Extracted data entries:

● ● ● ● ●

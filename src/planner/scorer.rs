//! Crop scoring and ranking

use tracing::debug;

use super::PlannerCatalog;
use super::PlannerInput;
use super::PriceLookup;
use super::PriceSource;
use super::Recommendation;
use super::ReferenceCrop;
use super::DEFAULT_MAX_RESULTS;

const SEASON_SCORE: f64 = 2.0;
const PH_IN_RANGE_SCORE: f64 = 2.0;
/// pH outside the range earns this minus the distance to the nearest bound
const PH_NEAR_MISS_SCORE: f64 = 1.5;
const WATER_MATCH_SCORE: f64 = 1.5;
const WATER_PARTIAL_SCORE: f64 = 0.5;

/// Suitability score of one crop, 0 when nothing fits
pub fn score_crop(catalog: &PlannerCatalog, crop: &ReferenceCrop, input: &PlannerInput) -> f64 {
    let mut score = 0.0;

    if crop.grows_in(&input.season) {
        score += SEASON_SCORE;
    }

    if let Some(ph) = input.ph {
        score += ph_score(crop.ph_range, ph);
    }

    if let Some(water) = input.water_availability {
        score += if water == crop.water {
            WATER_MATCH_SCORE
        } else {
            WATER_PARTIAL_SCORE
        };
    }

    score + region_bonus(catalog, crop, input)
}

fn ph_score((low, high): (f64, f64), ph: f64) -> f64 {
    if (low..=high).contains(&ph) {
        PH_IN_RANGE_SCORE
    } else {
        let distance = (ph - low).abs().min((ph - high).abs());
        (PH_NEAR_MISS_SCORE - distance).max(0.0)
    }
}

// Every matching rule adds its bonus
fn region_bonus(catalog: &PlannerCatalog, crop: &ReferenceCrop, input: &PlannerInput) -> f64 {
    let Some(state) = input.state.as_deref() else {
        return 0.0;
    };
    let state = state.to_lowercase();
    catalog
        .region_bias
        .iter()
        .filter(|rule| rule.applies(&state, &crop.crop))
        .map(|rule| rule.bonus)
        .sum()
}

fn reason(crop: &ReferenceCrop, input: &PlannerInput, region_applied: bool) -> String {
    let mut bits = Vec::new();
    if crop.grows_in(&input.season) {
        bits.push("season match".to_string());
    }
    if input.ph.is_some_and(|ph| crop.ph_suitable(ph)) {
        bits.push("pH suitable".to_string());
    }
    if input.water_availability == Some(crop.water) {
        bits.push("water availability match".to_string());
    }
    if region_applied {
        if let Some(state) = &input.state {
            bits.push(format!("region: {state}"));
        }
    }

    if bits.is_empty() {
        "balanced choice".to_string()
    } else {
        bits.join(", ")
    }
}

fn round2(value: f64) -> f64 {
    (value * 100.0).round() / 100.0
}

/// Rank the catalog crops for `input`, best first
///
/// Crops scoring zero or less are left out. Equal scores keep catalog order.
/// At most `DEFAULT_MAX_RESULTS` records are returned whatever `max_results` asks for.
pub fn recommend_crops(
    catalog: &PlannerCatalog,
    input: &PlannerInput,
    prices: &impl PriceLookup,
    max_results: usize,
) -> Vec<Recommendation> {
    let mut scored: Vec<(f64, &ReferenceCrop)> = catalog
        .crops
        .iter()
        .map(|crop| (score_crop(catalog, crop, input), crop))
        .filter(|(score, _)| *score > 0.0)
        .collect();

    // sort_by is stable
    scored.sort_by(|a, b| b.0.total_cmp(&a.0));
    scored.truncate(max_results.min(DEFAULT_MAX_RESULTS));

    debug!(
        "Planner: {} candidates for season '{}'",
        scored.len(),
        input.season
    );

    scored
        .into_iter()
        .map(|(score, crop)| {
            let (price, price_source) = match prices.latest_price(&crop.crop) {
                Some(price) => (price, PriceSource::Market),
                None => (catalog.fallback_price(&crop.crop), PriceSource::Fallback),
            };
            let revenue_per_acre = crop.yield_quintal_per_acre * price;
            let profit_per_acre = revenue_per_acre - crop.base_cost_per_acre;
            let region_applied = region_bonus(catalog, crop, input) > 0.0;

            Recommendation {
                crop: crop.crop.clone(),
                score: round2(score),
                season: input.season.clone(),
                ph_fit: crop.ph_range,
                water_need: crop.water,
                duration_days: crop.duration_days,
                estimated_yield_quintal_per_acre: crop.yield_quintal_per_acre,
                assumed_price_per_quintal: price,
                price_source,
                estimated_profit_per_acre: round2(profit_per_acre),
                estimated_profit_total: round2(profit_per_acre * input.area_acres),
                seed_rate_kg_per_acre: crop.seed_rate_kg_per_acre,
                base_cost_per_acre: crop.base_cost_per_acre,
                reason: reason(crop, input, region_applied),
            }
        })
        .collect()
}
//! HTTP server implementation

use std::sync::Arc;

use axum::Router;
use tower_http::compression::CompressionLayer;
use tower_http::cors::Any;
use tower_http::cors::CorsLayer;
use tower_http::trace::TraceLayer;
use tracing::info;
use tracing::warn;

use crate::api::handlers::AppState;
use crate::api::routes;
use crate::config::AppConfig;
use crate::database::Database;
use crate::kb::KnowledgeBase;
use crate::kb::ReplyComposer;
use crate::llm::LlmService;
use crate::planner::PlannerCatalog;
use crate::Result;

/// Load catalogs, the optional model client and the database pool
///
/// The pool connects lazily so chat and planning keep working while the
/// database is down; planner prices then come from the fallback table.
pub fn build_state(config: &AppConfig) -> Result<AppState> {
    let kb = Arc::new(KnowledgeBase::load(&config.knowledge)?);
    let planner = Arc::new(PlannerCatalog::load(&config.planner)?);
    let llm = LlmService::from_config(config)?.map(Arc::new);
    let database = Arc::new(Database::connect_lazy(config)?);

    Ok(AppState {
        database,
        planner,
        composer: Arc::new(ReplyComposer::new(kb, llm)),
        max_results: config.planner_max_results(),
    })
}

/// Router with all middleware layers applied
pub fn build_app(state: AppState, config: &AppConfig, enable_cors: bool) -> Router {
    let api_key = config.backend_api_key();
    if api_key.is_some() {
        info!("🔒 Write endpoints require the X-API-KEY header");
    } else {
        warn!("No server.api_key configured - write endpoints are open");
    }

    let mut app = Router::new()
        .nest("/api", routes::api_routes(state, api_key))
        .layer(TraceLayer::new_for_http())
        .layer(CompressionLayer::new());

    // Add CORS if enabled
    if enable_cors {
        info!("✅ CORS enabled");
        let cors = CorsLayer::new()
            .allow_origin(Any)
            .allow_methods(Any)
            .allow_headers(Any);
        app = app.layer(cors);
    }

    app
}

/// Start the API server
pub async fn serve_api(config: &AppConfig, host: String, port: u16, enable_cors: bool) -> Result<()> {
    info!("🚀 Starting KhetGuru API server...");

    let state = build_state(config)?;
    let app = build_app(state, config, enable_cors);

    // Start server
    let addr = format!("{host}:{port}");
    let listener = tokio::net::TcpListener::bind(&addr).await?;

    info!("🌐 API server listening on http://{}", addr);
    info!("Available endpoints:");
    info!("  GET  /api/health                         - Health check");
    info!("  POST /api/chat                           - Chat with KhetGuru");
    info!("  POST /api/crop-planner/recommendations   - Crop recommendations");
    info!("  GET  /api/crop-planner/plans/:user_id    - Saved crop plans");
    info!("  GET  /api/mandi-rates                    - Latest mandi rates");
    info!("  GET  /api/market/prices                  - Latest price samples");
    info!("  GET  /api/market/prices/:crop            - Price search by crop");
    info!("  GET  /api/market/trends                  - Price trends");
    info!("  GET  /api/weather/alerts                 - Weather alerts");
    info!("  GET  /api/weather/alerts/users/:user_id  - Alerts for a farmer");
    info!("  GET  /api/experts/consultations/:user_id - Expert consultations");
    info!("  GET  /api/inputs/suppliers               - Input suppliers");
    info!("  GET  /api/soil-tests/:user_id            - Soil tests");
    info!("  GET  /api/fields/:user_id                - Farm fields");
    info!("  GET  /api/insurance/policies/:user_id    - Insurance policies");

    axum::serve(listener, app).await?;

    Ok(())
}
//! Bilingual FAQ knowledge base used as the chatbot fallback
//!
//! The catalog is a fixed list of entries, each mapping a handful of short
//! trigger phrases to an English and a Hindi answer. It is loaded once at
//! startup, validated, and then shared read-only:
//!
//! ```rust,no_run
//! use khetguru::kb::KnowledgeBase;
//!
//! let kb = KnowledgeBase::builtin().unwrap();
//! if let Some(found) = kb.find_answer("which crop for sandy soil?") {
//!     println!("{} (score {})", found.answer, found.score);
//! }
//! ```

pub mod matcher;
pub mod reply;
pub mod text;

use std::collections::BTreeSet;
use std::path::Path;

use serde::Deserialize;
use serde::Serialize;
use tracing::info;

pub use matcher::KbMatch;
pub use reply::compose_rule_based;
pub use reply::ReplyComposer;
pub use text::detect_language;
pub use text::normalize;
pub use text::Language;

use crate::config::KnowledgeConfig;
use crate::KhetGuruError;
use crate::Result;

const BUILTIN_CATALOG: &str = include_str!("../../data/knowledge_base.json");

/// One FAQ entry: trigger patterns and the two answer variants
#[derive(Debug, Clone, PartialEq, Eq, Serialize, Deserialize)]
pub struct KbEntry {
    pub patterns: Vec<String>,
    pub answer_en: String,
    pub answer_hi: String,
}

impl KbEntry {
    pub fn answer(&self, language: Language) -> &str {
        match language {
            Language::English => &self.answer_en,
            Language::Hindi => &self.answer_hi,
        }
    }
}

/// Pattern in matching form, prepared once at load time
#[derive(Debug, Clone)]
pub(crate) struct CompiledPattern {
    pub(crate) normalized: String,
    pub(crate) tokens: BTreeSet<String>,
}

impl CompiledPattern {
    fn new(pattern: &str) -> Self {
        let normalized = text::normalize(pattern);
        let tokens = text::token_set(&normalized);
        Self { normalized, tokens }
    }
}

/// Immutable, validated FAQ catalog
#[derive(Debug, Clone)]
pub struct KnowledgeBase {
    entries: Vec<KbEntry>,
    compiled: Vec<Vec<CompiledPattern>>,
}

impl KnowledgeBase {
    /// Build a catalog, rejecting entries without patterns or answers
    pub fn from_entries(entries: Vec<KbEntry>) -> Result<Self> {
        for (idx, entry) in entries.iter().enumerate() {
            if entry.patterns.is_empty() {
                return Err(KhetGuruError::Catalog(format!(
                    "knowledge entry {idx} has no patterns"
                )));
            }
            if entry.answer_en.trim().is_empty() || entry.answer_hi.trim().is_empty() {
                return Err(KhetGuruError::Catalog(format!(
                    "knowledge entry {idx} is missing an answer variant"
                )));
            }
        }

        let mut compiled = Vec::with_capacity(entries.len());
        for (idx, entry) in entries.iter().enumerate() {
            let mut patterns = Vec::with_capacity(entry.patterns.len());
            for pattern in &entry.patterns {
                let pattern_form = CompiledPattern::new(pattern);
                // an empty form can never match
                if pattern_form.tokens.is_empty() {
                    return Err(KhetGuruError::Catalog(format!(
                        "knowledge entry {idx} has pattern {pattern:?} with no matchable words"
                    )));
                }
                patterns.push(pattern_form);
            }
            compiled.push(patterns);
        }

        Ok(Self { entries, compiled })
    }

    /// Parse a JSON array of entries
    pub fn from_json_str(json: &str) -> Result<Self> {
        let entries: Vec<KbEntry> = serde_json::from_str(json)?;
        Self::from_entries(entries)
    }

    pub fn from_file<P: AsRef<Path>>(path: P) -> Result<Self> {
        let content = std::fs::read_to_string(path)?;
        Self::from_json_str(&content)
    }

    /// Catalog compiled into the binary
    pub fn builtin() -> Result<Self> {
        Self::from_json_str(BUILTIN_CATALOG)
    }

    /// Configured replacement catalog, or the built-in one
    pub fn load(config: &KnowledgeConfig) -> Result<Self> {
        let kb = match &config.catalog_path {
            Some(path) => {
                info!("Loading knowledge base from {}", path.display());
                Self::from_file(path)?
            }
            None => Self::builtin()?,
        };
        info!("Knowledge base ready: {} entries", kb.len());
        Ok(kb)
    }

    pub fn entries(&self) -> &[KbEntry] {
        &self.entries
    }

    pub fn len(&self) -> usize {
        self.entries.len()
    }

    pub fn is_empty(&self) -> bool {
        self.entries.is_empty()
    }
}
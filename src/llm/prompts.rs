//! Prompt templates for the remote chat model

use std::collections::HashMap;

use crate::kb::Language;

/// Display name of the assistant, also returned by the chat endpoint
pub const ASSISTANT_NAME: &str = "KhetGuru";

const SYSTEM_TEMPLATE: &str = "You are {{assistant}}, a concise helpful agriculture assistant for \
Indian farmers. Keep answers short and actionable. Reply in {{language}}.";

/// Template for generating prompts
#[derive(Debug, Clone)]
pub struct PromptTemplate {
    template: String,
    variables: Vec<String>,
}

impl PromptTemplate {
    /// Create a new prompt template
    pub fn new(template: impl Into<String>) -> Self {
        let template = template.into();
        let variables = extract_variables(&template);
        Self {
            template,
            variables,
        }
    }

    /// Fill in the template; unknown variables are left in place
    ///
    /// `{{name}}` and `{{ name }}` are the same placeholder.
    #[must_use]
    pub fn render(&self, values: &HashMap<&str, String>) -> String {
        let mut result = String::with_capacity(self.template.len());
        let mut rest = self.template.as_str();

        while let Some(start) = rest.find("{{") {
            let after = &rest[start + 2..];
            let Some(end) = after.find("}}") else {
                break;
            };
            result.push_str(&rest[..start]);
            match values.get(after[..end].trim()) {
                Some(value) => result.push_str(value),
                None => result.push_str(&rest[start..start + 2 + end + 2]),
            }
            rest = &after[end + 2..];
        }

        result.push_str(rest);
        result
    }

    #[must_use]
    pub fn variables(&self) -> &[String] {
        &self.variables
    }
}

/// Extract `{{name}}` variable names in order of first appearance
fn extract_variables(template: &str) -> Vec<String> {
    let mut variables = Vec::new();
    let mut rest = template;

    while let Some(start) = rest.find("{{") {
        let after = &rest[start + 2..];
        let Some(end) = after.find("}}") else {
            break;
        };
        let name = after[..end].trim();
        if !name.is_empty() && !variables.iter().any(|v| v == name) {
            variables.push(name.to_string());
        }
        rest = &after[end + 2..];
    }

    variables
}

/// System prompt for a conversation in `language`
pub fn system_prompt(language: Language) -> String {
    let mut values = HashMap::new();
    values.insert("assistant", ASSISTANT_NAME.to_string());
    values.insert("language", language.to_string());
    PromptTemplate::new(SYSTEM_TEMPLATE).render(&values)
}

● ● ● ● ●

Work to be completed. From the data, collect all lines where the string "server" appears.

Solution for this problem.
//! HTTP server implementation
        warn!("No server.api_key configured - write endpoints are open");
/// Start the API server
    info!("🚀 Starting KhetGuru API server...");
    // Start server
    info!("🌐 API server listening on http://{}", addr);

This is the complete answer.